Rock Island hires consultant to decide how to spend ARPA funds


City hopes to hire someone next month to assess how to spend the funding

ROCK ISLAND, Illinois – The city of Rock Island is tasked with deciding how best to spend more than $ 26 million in COVID relief funds. The money comes from the American Rescue Plan Act proposed by President Joe Biden to help cities and counties recover from the pandemic.

This is the kind of problem you would like to have. Mayor Mike Thoms says these funds are essential. “This is what we need to assess so that we can examine the needs so that we don’t just fix the past, but build for the future. ”

The mayor says funds are essential to rebuilding things in the city after a year of COVID lifestyles draining businesses, nonprofits and city funds. “It would be very devastating for years to come if we didn’t have these funds.”

The city is preparing to hire a consultant to determine the best way to spend the money. Thoms says they hope to have someone hired next month. After that, they hope the consultant can provide a plan to city council on how to spend the money over the next few months.

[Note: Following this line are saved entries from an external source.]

// ABOUTME: Integration tests for the Telegraph endpoints against an httpmock server.
// ABOUTME: Checks request bodies, decoded results, and ok:false failure mapping per method.

use httpmock::prelude::*;
use pretty_assertions::assert_eq;
use serde_json::json;
use telegraph_client::{
    html_to_content, AccountField, Client, Element, ErrorCode, Node, PageInput, ViewsPeriod,
};

const ACCOUNT_RESPONSE: &str = r#"{"ok":true,"result":{"short_name":"Test","author_name":"Tester","author_url":"https://example.com","access_token":"123456","page_count":0}}"#;
const PAGE_RESPONSE: &str = r#"{"ok":true,"result":{"path":"test-path","url":"https://example.com/test-path","title":"Test Page","content":[{"tag":"p","children":["Hello, world!"]}],"author_name":"Tester","author_url":"https://example.com","views":0,"can_edit":true}}"#;
const PAGE_LIST_RESPONSE: &str = r#"{"ok":true,"result":{"total_count":1,"pages":[{"path":"test-path","url":"https://example.com/test-path","title":"Test Page","author_name":"Tester","author_url":"https://example.com","views":0,"can_edit":true}]}}"#;
const VIEWS_RESPONSE: &str = r#"{"ok":true,"result":{"path":"test-path","views":100}}"#;
const ERROR_RESPONSE: &str = r#"{"ok":false,"error":"test error"}"#;

const TOKEN: &str = "123456";

fn client_for(server: &MockServer) -> Client {
    Client::builder()
        .base_url(server.url("/"))
        .debug(true)
        .build()
        .expect("client should build")
}

fn hello_content() -> Vec<Node> {
    vec![Node::from(Element::new("p").with_child("Hello, world!"))]
}

#[test]
fn create_account_posts_details() {
    let server = MockServer::start();
    let mock = server.mock(|when, then| {
        when.method(POST).path("/createAccount").json_body(json!({
            "short_name": "Test",
            "author_name": "Tester",
            "author_url": "https://example.com"
        }));
        then.status(200).body(ACCOUNT_RESPONSE);
    });

    let account = client_for(&server)
        .create_account("Test", "Tester", "https://example.com")
        .expect("create_account should succeed");
    mock.assert();

    assert_eq!(account.short_name, "Test");
    assert_eq!(account.access_token, TOKEN);
    assert_eq!(account.page_count, 0);
}

#[test]
fn get_account_info_sends_fields() {
    let server = MockServer::start();
    let mock = server.mock(|when, then| {
        when.method(POST).path("/getAccountInfo").json_body(json!({
            "access_token": TOKEN,
            "fields": ["short_name", "author_name", "author_url", "page_count"]
        }));
        then.status(200).body(ACCOUNT_RESPONSE);
    });

    let fields = [
        AccountField::ShortName,
        AccountField::AuthorName,
        AccountField::AuthorUrl,
        AccountField::PageCount,
    ];
    let account = client_for(&server)
        .get_account_info(TOKEN, &fields)
        .expect("get_account_info should succeed");
    mock.assert();
    assert_eq!(account.author_name, "Tester");
}

#[test]
fn get_account_info_omits_empty_fields() {
    let server = MockServer::start();
    let mock = server.mock(|when, then| {
        when.method(POST)
            .path("/getAccountInfo")
            .json_body(json!({"access_token": TOKEN}));
        then.status(200).body(ACCOUNT_RESPONSE);
    });

    client_for(&server)
        .get_account_info(TOKEN, &[])
        .expect("get_account_info should succeed");
    mock.assert();
}

#[test]
fn edit_account_info_includes_token() {
    let server = MockServer::start();
    let mock = server.mock(|when, then| {
        when.method(POST).path("/editAccountInfo").json_body(json!({
            "access_token": TOKEN,
            "short_name": "Test",
            "author_name": "Tester",
            "author_url": "https://example.com"
        }));
        then.status(200).body(ACCOUNT_RESPONSE);
    });

    let account = client_for(&server)
        .edit_account_info(TOKEN, "Test", "Tester", "https://example.com")
        .expect("edit_account_info should succeed");
    mock.assert();
    assert_eq!(account.short_name, "Test");
}

#[test]
fn revoke_access_token_returns_account() {
    let server = MockServer::start();
    let mock = server.mock(|when, then| {
        when.method(POST)
            .path("/revokeAccessToken")
            .json_body(json!({"access_token": TOKEN}));
        then.status(200).body(ACCOUNT_RESPONSE);
    });

    let account = client_for(&server)
        .revoke_access_token(TOKEN)
        .expect("revoke_access_token should succeed");
    mock.assert();
    assert_eq!(account.access_token, TOKEN);
}

#[test]
fn create_page_embeds_content_nodes() {
    let server = MockServer::start();
    let mock = server.mock(|when, then| {
        when.method(POST).path("/createPage").json_body(json!({
            "access_token": TOKEN,
            "title": "Test Page",
            "content": [{"tag": "p", "children": ["Hello, world!"]}],
            "author_name": "Tester",
            "author_url": "https://example.com"
        }));
        then.status(200).body(PAGE_RESPONSE);
    });

    let input = PageInput::new("Test Page", hello_content())
        .author_name("Tester")
        .author_url("https://example.com");
    let page = client_for(&server)
        .create_page(TOKEN, &input)
        .expect("create_page should succeed");
    mock.assert();

    assert_eq!(page.title, "Test Page");
    assert_eq!(page.path, "test-path");
    assert_eq!(page.content, hello_content());
    assert!(page.can_edit);
}

#[test]
fn create_page_from_html_converts_first() {
    let html = r#"<p>Hello, <b>world</b>! This is an <a href="https://example.com">example link</a>.</p>"#;
    let server = MockServer::start();
    let mock = server.mock(|when, then| {
        when.method(POST).path("/createPage").json_body(json!({
            "access_token": TOKEN,
            "title": "Test Page",
            "content": [{"tag": "p", "children": [
                "Hello, ",
                {"tag": "b", "children": ["world"]},
                "! This is an ",
                {"tag": "a", "attrs": {"href": "https://example.com"}, "children": ["example link"]},
                "."
            ]}],
            "author_name": "Tester",
            "author_url": "https://example.com"
        }));
        then.status(200).body(PAGE_RESPONSE);
    });

    let page = client_for(&server)
        .create_page_from_html(TOKEN, "Test Page", html, "Tester", "https://example.com")
        .expect("create_page_from_html should succeed");
    mock.assert();
    assert_eq!(page.url, "https://example.com/test-path");
}

#[test]
fn create_page_from_html_without_body_is_parse_error() {
    let server = MockServer::start();
    let mock = server.mock(|when, then| {
        when.method(POST).path("/createPage");
        then.status(200).body(PAGE_RESPONSE);
    });

    let err = client_for(&server)
        .create_page_from_html(TOKEN, "T", "<frameset><frame src=\"a\"></frameset>", "", "")
        .expect_err("frameset has no body");
    assert_eq!(err.code, ErrorCode::Parse);
    mock.assert_hits(0);
}

#[test]
fn edit_page_posts_to_path_endpoint() {
    let server = MockServer::start();
    let mock = server.mock(|when, then| {
        when.method(POST).path("/editPage/test-path").json_body(json!({
            "access_token": TOKEN,
            "path": "test-path",
            "title": "Test Page",
            "content": [{"tag": "p", "children": ["Hello, world!"]}],
            "return_content": true
        }));
        then.status(200).body(PAGE_RESPONSE);
    });

    let input = PageInput::new("Test Page", hello_content()).return_content(true);
    let page = client_for(&server)
        .edit_page(TOKEN, "test-path", &input)
        .expect("edit_page should succeed");
    mock.assert();
    assert_eq!(page.title, "Test Page");
}

#[test]
fn get_page_uses_get() {
    let server = MockServer::start();
    let mock = server.mock(|when, then| {
        when.method(GET)
            .path("/getPage/test-path")
            .json_body(json!({"return_content": true}));
        then.status(200).body(PAGE_RESPONSE);
    });

    let page = client_for(&server)
        .get_page("test-path", true)
        .expect("get_page should succeed");
    mock.assert();
    assert_eq!(page.content, hello_content());
}

#[test]
fn get_page_list_paginates() {
    let server = MockServer::start();
    let mock = server.mock(|when, then| {
        when.method(POST).path("/getPageList").json_body(json!({
            "access_token": TOKEN,
            "offset": 0,
            "limit": 10
        }));
        then.status(200).body(PAGE_LIST_RESPONSE);
    });

    let list = client_for(&server)
        .get_page_list(TOKEN, 0, 10)
        .expect("get_page_list should succeed");
    mock.assert();

    assert_eq!(list.total_count, 1);
    assert_eq!(list.pages.len(), 1);
    assert_eq!(list.pages[0].path, "test-path");
    assert!(list.pages[0].content.is_empty());
}

#[test]
fn get_views_sends_period() {
    let server = MockServer::start();
    let mock = server.mock(|when, then| {
        when.method(POST).path("/getViews").json_body(json!({
            "path": "test-path",
            "year": 2024,
            "month": 5,
            "day": 17
        }));
        then.status(200).body(VIEWS_RESPONSE);
    });

    let views = client_for(&server)
        .get_views("test-path", &ViewsPeriod::day(2024, 5, 17))
        .expect("get_views should succeed");
    mock.assert();
    assert_eq!(views.views, 100);
    assert_eq!(views.path, "test-path");
}

#[test]
fn get_views_fills_missing_path() {
    let server = MockServer::start();
    server.mock(|when, then| {
        when.method(POST).path("/getViews");
        then.status(200).body(r#"{"ok":true,"result":{"views":7}}"#);
    });

    let views = client_for(&server)
        .get_views("other-path", &ViewsPeriod::all_time())
        .expect("get_views should succeed");
    assert_eq!(views.path, "other-path");
    assert_eq!(views.views, 7);
}

#[test]
fn ok_false_maps_to_method_specific_code() {
    let server = MockServer::start();
    server.mock(|when, then| {
        when.method(POST);
        then.status(200).body(ERROR_RESPONSE);
    });
    server.mock(|when, then| {
        when.method(GET);
        then.status(200).body(ERROR_RESPONSE);
    });

    let client = client_for(&server);
    let input = PageInput::new("T", hello_content());
    let cases = [
        (client.create_account("a", "b", "c").unwrap_err(), ErrorCode::CreateAccountFailed),
        (client.get_account_info(TOKEN, &[]).unwrap_err(), ErrorCode::GetAccountInfoFailed),
        (client.edit_account_info(TOKEN, "a", "b", "c").unwrap_err(), ErrorCode::EditAccountInfoFailed),
        (client.revoke_access_token(TOKEN).unwrap_err(), ErrorCode::RevokeAccessTokenFailed),
        (client.create_page(TOKEN, &input).unwrap_err(), ErrorCode::CreatePageFailed),
        (client.edit_page(TOKEN, "p", &input).unwrap_err(), ErrorCode::EditPageFailed),
        (client.get_page("p", false).unwrap_err(), ErrorCode::GetPageFailed),
        (client.get_page_list(TOKEN, 0, 1).unwrap_err(), ErrorCode::GetPageListFailed),
        (client.get_views("p", &ViewsPeriod::all_time()).unwrap_err(), ErrorCode::GetViewsFailed),
    ];
    for (err, code) in cases {
        assert_eq!(err.code, code);
        assert!(err.is_operation_failure());
        assert_eq!(err.description.as_deref(), Some("test error"));
    }
}

#[test]
fn http_400_envelope_is_status_error_not_operation_failure() {
    let server = MockServer::start();
    server.mock(|when, then| {
        when.method(POST).path("/createAccount");
        then.status(400).body(ERROR_RESPONSE);
    });

    let err = client_for(&server)
        .create_account("a", "b", "c")
        .expect_err("400 should fail");
    assert!(err.is_unexpected_status());
    assert!(!err.is_operation_failure());
    assert!(!err.is_transport());
    assert_eq!(err.description.as_deref(), Some("test error"));
}

#[test]
fn converted_content_survives_service_echo() {
    let html = "<figure><img src=\"/file/a.jpg\"><figcaption>A <em>caption</em></figcaption></figure><p>Text</p>";
    let content = html_to_content(html).unwrap();
    let echoed = json!({
        "ok": true,
        "result": {"path": "p", "url": "u", "title": "t", "content": content}
    });

    let server = MockServer::start();
    server.mock(|when, then| {
        when.method(GET).path("/getPage/p");
        then.status(200).body(echoed.to_string());
    });

    let page = client_for(&server)
        .get_page("p", true)
        .expect("get_page should succeed");
    assert_eq!(page.content, content);
}

#[test]
fn edit_page_errors_report_method_name() {
    let status_server = MockServer::start();
    status_server.mock(|when, then| {
        when.method(POST).path("/editPage/test-path");
        then.status(400).body(ERROR_RESPONSE);
    });
    let failure_server = MockServer::start();
    failure_server.mock(|when, then| {
        when.method(POST).path("/editPage/test-path");
        then.status(200).body(ERROR_RESPONSE);
    });

    let input = PageInput::new("T", hello_content());
    let status_err = client_for(&status_server)
        .edit_page(TOKEN, "test-path", &input)
        .unwrap_err();
    let failure_err = client_for(&failure_server)
        .edit_page(TOKEN, "test-path", &input)
        .unwrap_err();

    assert_eq!(status_err.code, ErrorCode::UnexpectedStatus);
    assert_eq!(failure_err.code, ErrorCode::EditPageFailed);
    assert_eq!(status_err.op, "editPage");
    assert_eq!(failure_err.op, status_err.op);
}

#[test]
fn deepest_convertible_page_decodes_from_response() {
    let depth = telegraph_client::MAX_DEPTH;
    let html = format!("{}deep{}", "<blockquote>".repeat(depth), "</blockquote>".repeat(depth));
    let content = html_to_content(&html).unwrap();
    let echoed = json!({
        "ok": true,
        "result": {"path": "deep", "url": "u", "title": "t", "content": content}
    });

    let server = MockServer::start();
    server.mock(|when, then| {
        when.method(GET).path("/getPage/deep");
        then.status(200).body(echoed.to_string());
    });

    let page = client_for(&server)
        .get_page("deep", true)
        .expect("deep page should decode");
    assert_eq!(page.content, content);
}
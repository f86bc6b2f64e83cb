// ABOUTME: Account endpoints: createAccount, getAccountInfo, editAccountInfo, revokeAccessToken.
// ABOUTME: Each call posts a typed JSON body and unwraps the envelope into an Account.

use reqwest::Method;
use serde::Serialize;

use crate::client::Client;
use crate::error::{ApiError, ApiMethod};
use crate::types::{Account, AccountField, Envelope};

#[derive(Serialize)]
struct AccountDetails<'a> {
    #[serde(skip_serializing_if = "Option::is_none")]
    access_token: Option<&'a str>,
    short_name: &'a str,
    author_name: &'a str,
    author_url: &'a str,
}

#[derive(Serialize)]
struct AccountInfoRequest<'a> {
    access_token: &'a str,
    #[serde(skip_serializing_if = "no_fields")]
    fields: &'a [AccountField],
}

fn no_fields(fields: &&[AccountField]) -> bool {
    fields.is_empty()
}

#[derive(Serialize)]
struct TokenRequest<'a> {
    access_token: &'a str,
}

impl Client {
    fn post_account<B: Serialize>(&self, method: ApiMethod, body: &B) -> Result<Account, ApiError> {
        let envelope: Envelope<Account> = self.request(Method::POST, method, None, Some(body))?;
        envelope.into_result(method)
    }

    /// Create a new account. The returned account carries its access token.
    pub fn create_account(
        &self,
        short_name: &str,
        author_name: &str,
        author_url: &str,
    ) -> Result<Account, ApiError> {
        let body = AccountDetails {
            access_token: None,
            short_name,
            author_name,
            author_url,
        };
        self.post_account(ApiMethod::CreateAccount, &body)
    }

    /// Fetch account information. An empty `fields` slice lets the service pick its defaults.
    pub fn get_account_info(
        &self,
        access_token: &str,
        fields: &[AccountField],
    ) -> Result<Account, ApiError> {
        let body = AccountInfoRequest {
            access_token,
            fields,
        };
        self.post_account(ApiMethod::GetAccountInfo, &body)
    }

    pub fn edit_account_info(
        &self,
        access_token: &str,
        short_name: &str,
        author_name: &str,
        author_url: &str,
    ) -> Result<Account, ApiError> {
        let body = AccountDetails {
            access_token: Some(access_token),
            short_name,
            author_name,
            author_url,
        };
        self.post_account(ApiMethod::EditAccountInfo, &body)
    }

    /// Revoke `access_token`; the returned account holds the replacement token.
    pub fn revoke_access_token(&self, access_token: &str) -> Result<Account, ApiError> {
        self.post_account(ApiMethod::RevokeAccessToken, &TokenRequest { access_token })
    }
}
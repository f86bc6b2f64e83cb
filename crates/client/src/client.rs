// ABOUTME: The Client struct and its single request primitive over the Telegraph JSON API.
// ABOUTME: Encodes the body, sends it with a fixed timeout, checks status, and decodes the envelope.

use reqwest::header::CONTENT_TYPE;
use reqwest::Method;
use serde::de::DeserializeOwned;
use serde::Serialize;
use serde_json::Value;
use tracing::debug;
use url::Url;

use crate::error::{ApiError, ApiMethod};
use crate::options::{ClientBuilder, Options};
use crate::types::Envelope;

/// Blocking client for the Telegraph API.
///
/// Each call performs one HTTP request and never retries. The client is cheap
/// to clone and can be shared across threads.
#[derive(Debug, Clone)]
pub struct Client {
    opts: Options,
    http_client: reqwest::blocking::Client,
}

impl Client {
    /// Create a new Client with the given options.
    pub fn new(opts: Options) -> Result<Self, ApiError> {
        let http_client = match opts.http_client.clone() {
            Some(client) => client,
            None => reqwest::blocking::Client::builder()
                .user_agent(&opts.user_agent)
                .timeout(opts.timeout)
                .build()
                .map_err(|e| {
                    ApiError::transport("Client::new", anyhow::Error::new(e).context("failed to build HTTP client"))
                })?,
        };

        Ok(Self { opts, http_client })
    }

    /// Create a new ClientBuilder for fluent configuration.
    pub fn builder() -> ClientBuilder {
        ClientBuilder::new()
    }

    pub fn options(&self) -> &Options {
        &self.opts
    }

    pub fn base_url(&self) -> &str {
        &self.opts.base_url
    }

    pub fn set_base_url(&mut self, base_url: impl Into<String>) {
        self.opts.base_url = base_url.into();
    }

    pub fn is_debug(&self) -> bool {
        self.opts.debug
    }

    pub fn set_debug(&mut self, debug: bool) {
        self.opts.debug = debug;
    }

    /// Send one request for `method` and decode the envelope.
    ///
    /// The endpoint is the method name, followed by `/<path>` when a path is
    /// given. Errors report the method name as their `op`. The caller checks
    /// `ok` on the returned envelope; see [`Envelope::into_result`].
    pub fn request<B, T>(
        &self,
        http_method: Method,
        method: ApiMethod,
        path: Option<&str>,
        body: Option<&B>,
    ) -> Result<Envelope<T>, ApiError>
    where
        B: Serialize + ?Sized,
        T: DeserializeOwned,
    {
        let op = method.name();
        let endpoint = match path {
            Some(path) => format!("{}/{}", op, path),
            None => op.to_string(),
        };
        let url = self.endpoint_url(op, &endpoint)?;

        let payload = match body {
            Some(body) => Some(serde_json::to_vec(body).map_err(|e| {
                ApiError::transport(op, anyhow::Error::new(e).context("failed to encode request body"))
            })?),
            None => None,
        };

        if self.opts.debug {
            debug!(
                method = %http_method,
                url = %url,
                body = %payload.as_deref().map(redact_for_log).unwrap_or_default(),
                "sending request"
            );
        }

        let mut request = self
            .http_client
            .request(http_method, url)
            .header(CONTENT_TYPE, "application/json")
            .timeout(self.opts.timeout);
        if let Some(payload) = payload {
            request = request.body(payload);
        }

        let response = request.send().map_err(|e| {
            ApiError::transport(op, anyhow::Error::new(e).context("request failed"))
        })?;
        let status = response.status();
        let text = response.text().map_err(|e| {
            ApiError::transport(op, anyhow::Error::new(e).context("failed to read response body"))
        })?;

        if self.opts.debug {
            debug!(
                status = status.as_u16(),
                body = %redact_for_log(text.as_bytes()),
                "received response"
            );
        }

        if !status.is_success() {
            // Some deployments send the error envelope with a 4xx status.
            let description = serde_json::from_str::<Envelope<Value>>(&text)
                .ok()
                .and_then(|env| env.error);
            return Err(ApiError::unexpected_status(op, status.as_u16(), description));
        }

        serde_json::from_str(&text).map_err(|e| {
            ApiError::decode(op, anyhow::Error::new(e).context("failed to decode response"))
        })
    }

    /// Resolve an endpoint against the base URL, treating the base as a directory.
    fn endpoint_url(&self, op: &str, endpoint: &str) -> Result<Url, ApiError> {
        let mut base = Url::parse(&self.opts.base_url).map_err(|e| {
            ApiError::transport(
                op,
                anyhow::anyhow!("invalid base URL {:?}: {}", self.opts.base_url, e),
            )
        })?;
        if base.cannot_be_a_base() {
            return Err(ApiError::transport(
                op,
                anyhow::anyhow!("invalid base URL {:?}: cannot be a base", self.opts.base_url),
            ));
        }
        if !base.path().ends_with('/') {
            let path = format!("{}/", base.path());
            base.set_path(&path);
        }
        base.join(endpoint).map_err(|e| {
            ApiError::transport(op, anyhow::anyhow!("invalid endpoint {:?}: {}", endpoint, e))
        })
    }
}

/// Render a JSON body for logging with every `access_token` value masked.
fn redact_for_log(body: &[u8]) -> String {
    match serde_json::from_slice::<Value>(body) {
        Ok(mut value) => {
            redact_tokens(&mut value);
            value.to_string()
        }
        Err(_) => format!("<{} bytes, not JSON>", body.len()),
    }
}

fn redact_tokens(value: &mut Value) {
    match value {
        Value::Object(map) => {
            for (key, v) in map.iter_mut() {
                if key == "access_token" && v.is_string() {
                    *v = Value::String("<redacted>".to_string());
                } else {
                    redact_tokens(v);
                }
            }
        }
        Value::Array(items) => items.iter_mut().for_each(redact_tokens),
        _ => {}
    }
}
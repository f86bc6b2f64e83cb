// ABOUTME: Data model for Telegraph API payloads: Account, Page, PageList, PageViews, and the response envelope.
// ABOUTME: Also holds request-side option types (AccountField, PageInput, ViewsPeriod).

use std::fmt;

use chrono::{Datelike, NaiveDate};
use serde::{Deserialize, Serialize};
use telegraph_content::Node;

use crate::error::{ApiError, ApiMethod};

/// A Telegraph account.
#[derive(Clone, Default, PartialEq, Eq, Serialize, Deserialize)]
#[serde(default)]
pub struct Account {
    pub short_name: String,
    pub author_name: String,
    pub author_url: String,
    /// Only returned by createAccount and revokeAccessToken.
    #[serde(skip_serializing_if = "String::is_empty")]
    pub access_token: String,
    /// One-time login URL, returned on request.
    #[serde(skip_serializing_if = "Option::is_none")]
    pub auth_url: Option<String>,
    pub page_count: u64,
}

impl fmt::Debug for Account {
    fn fmt(&self, f: &mut fmt::Formatter<'_>) -> fmt::Result {
        let token = if self.access_token.is_empty() {
            ""
        } else {
            "<redacted>"
        };
        f.debug_struct("Account")
            .field("short_name", &self.short_name)
            .field("author_name", &self.author_name)
            .field("author_url", &self.author_url)
            .field("access_token", &token)
            .field("auth_url", &self.auth_url)
            .field("page_count", &self.page_count)
            .finish()
    }
}

/// A Telegraph page.
#[derive(Debug, Clone, Default, PartialEq, Eq, Serialize, Deserialize)]
#[serde(default)]
pub struct Page {
    pub path: String,
    pub url: String,
    pub title: String,
    pub description: String,
    pub author_name: String,
    pub author_url: String,
    pub image_url: String,
    /// Empty unless the page was requested with content.
    pub content: Vec<Node>,
    pub views: u64,
    pub can_edit: bool,
}

/// One page of an account's page listing.
#[derive(Debug, Clone, Default, PartialEq, Eq, Serialize, Deserialize)]
#[serde(default)]
pub struct PageList {
    pub total_count: u64,
    pub pages: Vec<Page>,
}

/// View count of a page for a given period.
#[derive(Debug, Clone, Default, PartialEq, Eq, Serialize, Deserialize)]
#[serde(default)]
pub struct PageViews {
    pub path: String,
    pub views: u64,
}

/// The `{ok, result | error}` wrapper around every API response.
#[derive(Debug, Clone, Deserialize)]
pub struct Envelope<T> {
    pub ok: bool,
    pub result: Option<T>,
    pub error: Option<String>,
}

impl<T> Envelope<T> {
    /// Unwraps the result, mapping `ok: false` to the method's failure code.
    pub fn into_result(self, method: ApiMethod) -> Result<T, ApiError> {
        if !self.ok {
            return Err(ApiError::failed(method, self.error));
        }
        self.result.ok_or_else(|| {
            ApiError::decode(
                method.name(),
                anyhow::anyhow!("response is ok but carries no result"),
            )
        })
    }
}

/// Account fields that getAccountInfo can return.
#[derive(Debug, Clone, Copy, PartialEq, Eq, Serialize)]
#[serde(rename_all = "snake_case")]
pub enum AccountField {
    ShortName,
    AuthorName,
    AuthorUrl,
    AuthUrl,
    PageCount,
}

/// Title, body and byline for createPage and editPage.
#[derive(Debug, Clone, Default, PartialEq, Eq)]
pub struct PageInput {
    pub title: String,
    pub content: Vec<Node>,
    pub author_name: Option<String>,
    pub author_url: Option<String>,
    /// Ask the service to echo the stored content back.
    pub return_content: bool,
}

impl PageInput {
    pub fn new(title: impl Into<String>, content: Vec<Node>) -> Self {
        Self {
            title: title.into(),
            content,
            ..Default::default()
        }
    }

    pub fn author_name(mut self, name: impl Into<String>) -> Self {
        self.author_name = Some(name.into());
        self
    }

    pub fn author_url(mut self, url: impl Into<String>) -> Self {
        self.author_url = Some(url.into());
        self
    }

    pub fn return_content(mut self, return_content: bool) -> Self {
        self.return_content = return_content;
        self
    }
}

/// The period getViews counts over. Unset fields are left out of the request.
#[derive(Debug, Clone, Copy, Default, PartialEq, Eq, Serialize)]
pub struct ViewsPeriod {
    #[serde(skip_serializing_if = "Option::is_none")]
    pub year: Option<i32>,
    #[serde(skip_serializing_if = "Option::is_none")]
    pub month: Option<u32>,
    #[serde(skip_serializing_if = "Option::is_none")]
    pub day: Option<u32>,
    #[serde(skip_serializing_if = "Option::is_none")]
    pub hour: Option<u32>,
}

impl ViewsPeriod {
    pub fn all_time() -> Self {
        Self::default()
    }

    pub fn year(year: i32) -> Self {
        Self {
            year: Some(year),
            ..Self::default()
        }
    }

    pub fn month(year: i32, month: u32) -> Self {
        Self {
            month: Some(month),
            ..Self::year(year)
        }
    }

    pub fn day(year: i32, month: u32, day: u32) -> Self {
        Self {
            day: Some(day),
            ..Self::month(year, month)
        }
    }

    pub fn hour(year: i32, month: u32, day: u32, hour: u32) -> Self {
        Self {
            hour: Some(hour),
            ..Self::day(year, month, day)
        }
    }

    /// Per-day period for a calendar date.
    pub fn from_date(date: NaiveDate) -> Self {
        Self::day(date.year(), date.month(), date.day())
    }
}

There are some things that the funding can be spent on. This includes things like nonprofits, coronavirus mitigation efforts, replacing lost tax revenue, and some infrastructure projects like water and sewage.

While Mayor Thoms says he’s not sure exactly what the funds will be used for, he says he thinks he has a good idea. “I think a lot of this is going to pay back the lost revenue to the city and then if you want to help the nonprofits in general, and there are a lot of them, but I see a part going for the city. . “

Paying back city revenues allows the city to free up other funds for things like repairing potholes. It’s a way to write off their debts to use that money on projects not authorized under ARPA funding, like repairing roads and potholes. “If you use the money directly from ARPA funds, you can’t use it to build streets, so if we can do our general fund, pay us back the lost income, that gives us more flexibility.”

Thoms says he also sees a decent amount going to nonprofits. He estimates that around 20% of the funds will help nonprofits in one way or another, with other funds being used for sewer repair projects. “I always come back to the water and the sewers because they talk about it. Underground water and sewer lines last 30 or 40 years and so in theory it’s a pretty good investment and it’s a big investment that most of the time we don’t have the money to make these. repairs and so it gives us a chance to catch up.

The mayor says he can also see cities in the region working together to spend their money on areas like tourism, another area where ARPA funding is allowed. One idea he put forward was the idea of ​​making sure that a place like the Tax Slayer Center is strong enough to continue to attract people and events to the area.

In addition to this, the mayor wants to reflect with other cities on the best way to distribute the funds. Just across the river, Davenport has received almost $ 41 million in ARPA funding. Mayor Thoms said: “We’re going to sit down and say how you do this, what process do you follow, what percentages do you plan to use for nonprofits or businesses or whatever. and share that among us and work together. It is even possible to do projects together. Tourism is one of them. “

More importantly, the city is asking the public for help. Mayor Mike Thoms said, “We just ask people to have patience. We’re going to get there but also encourage people to get involved and if we send out surveys, respond. We want the opinion of the citizens.